ECONOMIC OBSERVER

Deconstructing Western Fears Of China

How should the West face the rise of China? Culling some insight from a Chinese review of “Angst vor China” (Fear of China), the latest book by Germany’s best-known China expert.

Deconstructing Western Fears Of China
U.S. Chairman of the Joint Chiefs of Staff Adm. Mike Mullen arrives last year in Beijing.
By Shi Shiwei
ECONOMIC OBSERVER/Worldcrunch

BEIJING - The German journalist and best-selling author, Frank Sieren, is one of the West’s leading China experts. His latest book Angst vor China (Fear of China) was published last September in Germany.

Much like his earlier works, this book has a striking and provocative title and covers a large range of topics: nuclear development in China, how the Chinese challenge is affecting the American manufacturing industry, global competition for petroleum resources, China’s aeronautic projects, Tibet, China’s water pollution and the Sino-US economic relations in the broadest sense. The author uses straightforward language, and a writing style that is strong on storytelling.

Sieren’s viewpoint is both consistent and surprising to Chinese readers when compared to the common attitudes toward China we hear throughout the mainstream voices in the West. Utterly absent are the usual suspicion, fear, prejudice and preconceptions. The book argues that the West being forced to face an increasingly powerful country so different in its value system, culture and ideology is actually a good thing for the West.  

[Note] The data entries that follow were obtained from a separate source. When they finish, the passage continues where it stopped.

//! Builder pattern for `InstantReplay`.

use std::sync::Arc;

use tokio::sync::mpsc;

use crate::clip::ClipWriter;
use crate::encoder::{policy_candidates, BackendContext, EncoderCandidate};
use crate::session::{CandidateProvider, ClipSession};
use crate::source::{CaptureSource, CaptureSourceFactory, SyntheticSource};
use crate::{
    status_callback, CaptureError, EncoderPolicy, RecordingSettings, ReplayConfig, ReplayError,
    SessionStatus, StatusCallback,
};

/// Entry point for instant-replay sessions.
pub struct InstantReplay;

impl InstantReplay {
    /// Creates a builder with default settings.
    pub fn builder() -> ReplayBuilder {
        ReplayBuilder::new()
    }
}

/// Builder for configuring and starting a replay session.
///
/// Use [`InstantReplay::builder()`] to create a new builder.
///
/// # Example
///
/// ```ignore
/// use instant_replay::{InstantReplay, RecordingSettings};
/// use tokio::sync::mpsc;
///
/// let (tx, mut statuses) = mpsc::unbounded_channel();
///
/// let mut session = InstantReplay::builder()
///     .settings(RecordingSettings { retention_seconds: 20, ..Default::default() })
///     .synthetic_source()
///     .status_channel(tx)
///     .start()
///     .await?;
///
/// // ... later, when the user presses the hotkey:
/// session.save_clip("clips/last-20s.mp4").await?;
/// session.stop().await;
/// ```
pub struct ReplayBuilder {
    settings: RecordingSettings,
    policy: EncoderPolicy,
    config: ReplayConfig,
    source_factory: Option<CaptureSourceFactory>,
    clip_writer: Option<Arc<dyn ClipWriter>>,
    candidates: Option<CandidateProvider>,
    status: Option<StatusCallback>,
}

impl ReplayBuilder {
    /// Creates a new builder with default settings.
    pub fn new() -> Self {
        Self {
            settings: RecordingSettings::default(),
            policy: EncoderPolicy::default(),
            config: ReplayConfig::default(),
            source_factory: None,
            clip_writer: None,
            candidates: None,
            status: None,
        }
    }

    /// Set the recording settings.
    pub fn settings(mut self, settings: RecordingSettings) -> Self {
        self.settings = settings;
        self
    }

    /// Set the encoder selection policy.
    ///
    /// Default: automatic fallback, software encoders allowed.
    pub fn policy(mut self, policy: EncoderPolicy) -> Self {
        self.policy = policy;
        self
    }

    /// Set engine-wide configuration.
    pub fn config(mut self, config: ReplayConfig) -> Self {
        self.config = config;
        self
    }

    /// Set the factory that creates the capture source on each start.
    pub fn capture_source<F>(mut self, factory: F) -> Self
    where
        F: Fn(&RecordingSettings) -> Result<Box<dyn CaptureSource>, CaptureError>
            + Send
            + Sync
            + 'static,
    {
        let factory: CaptureSourceFactory = Arc::new(factory);
        self.source_factory = Some(factory);
        self
    }

    /// Capture from a [`SyntheticSource`] matching the settings.
    pub fn synthetic_source(self) -> Self {
        self.capture_source(|settings| {
            Ok(Box::new(SyntheticSource::from_settings(settings)) as Box<dyn CaptureSource>)
        })
    }

    /// Replace the ffmpeg clip writer.
    pub fn clip_writer(mut self, writer: Arc<dyn ClipWriter>) -> Self {
        self.clip_writer = Some(writer);
        self
    }

    /// Replace the policy-derived encoder candidates.
    ///
    /// The closure runs on every start and receives the shared backend
    /// context, so custom candidates can reuse the configured clip writer.
    pub fn encoder_candidates<F>(mut self, provider: F) -> Self
    where
        F: Fn(&BackendContext) -> Vec<EncoderCandidate> + Send + Sync + 'static,
    {
        let provider: CandidateProvider = Arc::new(provider);
        self.candidates = Some(provider);
        self
    }

    /// Register a callback for status transitions.
    pub fn on_status<F>(mut self, callback: F) -> Self
    where
        F: Fn(SessionStatus) + Send + Sync + 'static,
    {
        self.status = Some(status_callback(callback));
        self
    }

    /// Deliver status transitions into a channel.
    ///
    /// Transitions sent after the receiver is dropped are discarded.
    pub fn status_channel(self, tx: mpsc::UnboundedSender<SessionStatus>) -> Self {
        self.on_status(move |status| {
            let _ = tx.send(status);
        })
    }

    /// Assembles a stopped session.
    ///
    /// # Errors
    ///
    /// Returns [`ReplayError::NoCaptureSource`] if no capture source was set.
    pub fn build(self) -> Result<ClipSession, ReplayError> {
        let source_factory = self.source_factory.ok_or(ReplayError::NoCaptureSource)?;

        let mut context = BackendContext::from_config(&self.config);
        if let Some(writer) = self.clip_writer {
            context = context.with_clip_writer(writer);
        }

        let candidates = self.candidates.unwrap_or_else(|| {
            let policy = self.policy;
            let config = self.config.clone();
            let provider: CandidateProvider = Arc::new(move |context: &BackendContext| {
                policy_candidates(&policy, &config)
                    .into_iter()
                    .map(|spec| spec.into_candidate(context.clone()))
                    .collect()
            });
            provider
        });

        Ok(ClipSession::new(
            self.settings,
            self.policy,
            self.config,
            context,
            source_factory,
            candidates,
            self.status,
        ))
    }

    /// Builds and starts the session.
    ///
    /// # Errors
    ///
    /// Returns [`ReplayError`] if the session cannot be built or started.
    pub async fn start(self) -> Result<ClipSession, ReplayError> {
        let mut session = self.build()?;
        session.start().await?;
        Ok(session)
    }
}

impl Default for ReplayBuilder {
    fn default() -> Self {
        Self::new()
    }
}

#[cfg(test)]
mod tests {
    use super::*;

    #[test]
    fn test_builder_requires_capture_source() {
        let err = InstantReplay::builder().build().unwrap_err();
        assert!(matches!(err, ReplayError::NoCaptureSource));
    }

    #[test]
    fn test_builder_chain() {
        let session = InstantReplay::builder()
            .settings(RecordingSettings {
                fps: 30,
                ..Default::default()
            })
            .synthetic_source()
            .build()
            .unwrap();
        assert_eq!(session.settings().fps, 30);
        assert!(!session.is_running());
        assert_eq!(session.debug_status(), "inactive");
    }

    #[tokio::test]
    async fn test_failed_source_emits_failed_status() {
        let (tx, mut rx) = mpsc::unbounded_channel();
        let err = InstantReplay::builder()
            .capture_source(|_| Err(CaptureError::start_failed("window gone")))
            .status_channel(tx)
            .start()
            .await
            .unwrap_err();
        assert!(matches!(err, ReplayError::Capture(_)));

        assert!(matches!(rx.recv().await, Some(SessionStatus::EncoderPolicy(_))));
        assert_eq!(
            rx.recv().await,
            Some(SessionStatus::Failed(
                "capture source failed: capture start failed: window gone".to_string()
            ))
        );
        assert_eq!(rx.recv().await, Some(SessionStatus::Stopped));
    }
}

He describes a China already so strong economically that is now also busy trying to establish its corresponding political position of strength. This is bound to create conflict with the West as it seeks to secure strategic resource supplies to assert its economic development.

Overly optimistic

Nevertheless, China is not an enemy. At most, it’s a competitor; and as such, the right strategy for the West is not to demonize or isolate China, but to cooperate with it, and recognize the reality of China being part of the multipolar world. Furthermore, the West should regard the competitive pressure from China’s rise as a way to reinforce its scientific and technological innovation and its economic edge so as to maintain its leading economic and political status.

Sieren’s book winds up actually exaggerating the success China has achieved up to now. He is also overly optimistic about the future prospects of China’s economy. However, his purpose is very clear. He is not judging the Chinese economy and politics as a Western expert or giving suggestions in policy-making, but is telling the West, and in particular the Germans, that China’s development is both a challenge  and opportunity for the West.

Sieren has lived in China for 17 years. He first worked as the correspondent of Germany’s business weekly, the Wirtschafts Woche, specializing in economics. He later became a presenter for the talk show, Asiatalk on Deutsche Welle-TV.

But unlike other European experts on China who mostly come from the sinology departments in academia, Sieren graduated from the Department of Politics of the Free University Berlin. This perspective helps forge his strategic thinking, while his precise Western-oriented values enable him to offer a relatively objective and calm analysis of China’s complex reality. He isn’t just introducing or interpreting China, but rather speaking directly to the West about how it should face China. And Sieren’s driving message is clear: approach this major new world power as a challenge, not a threat.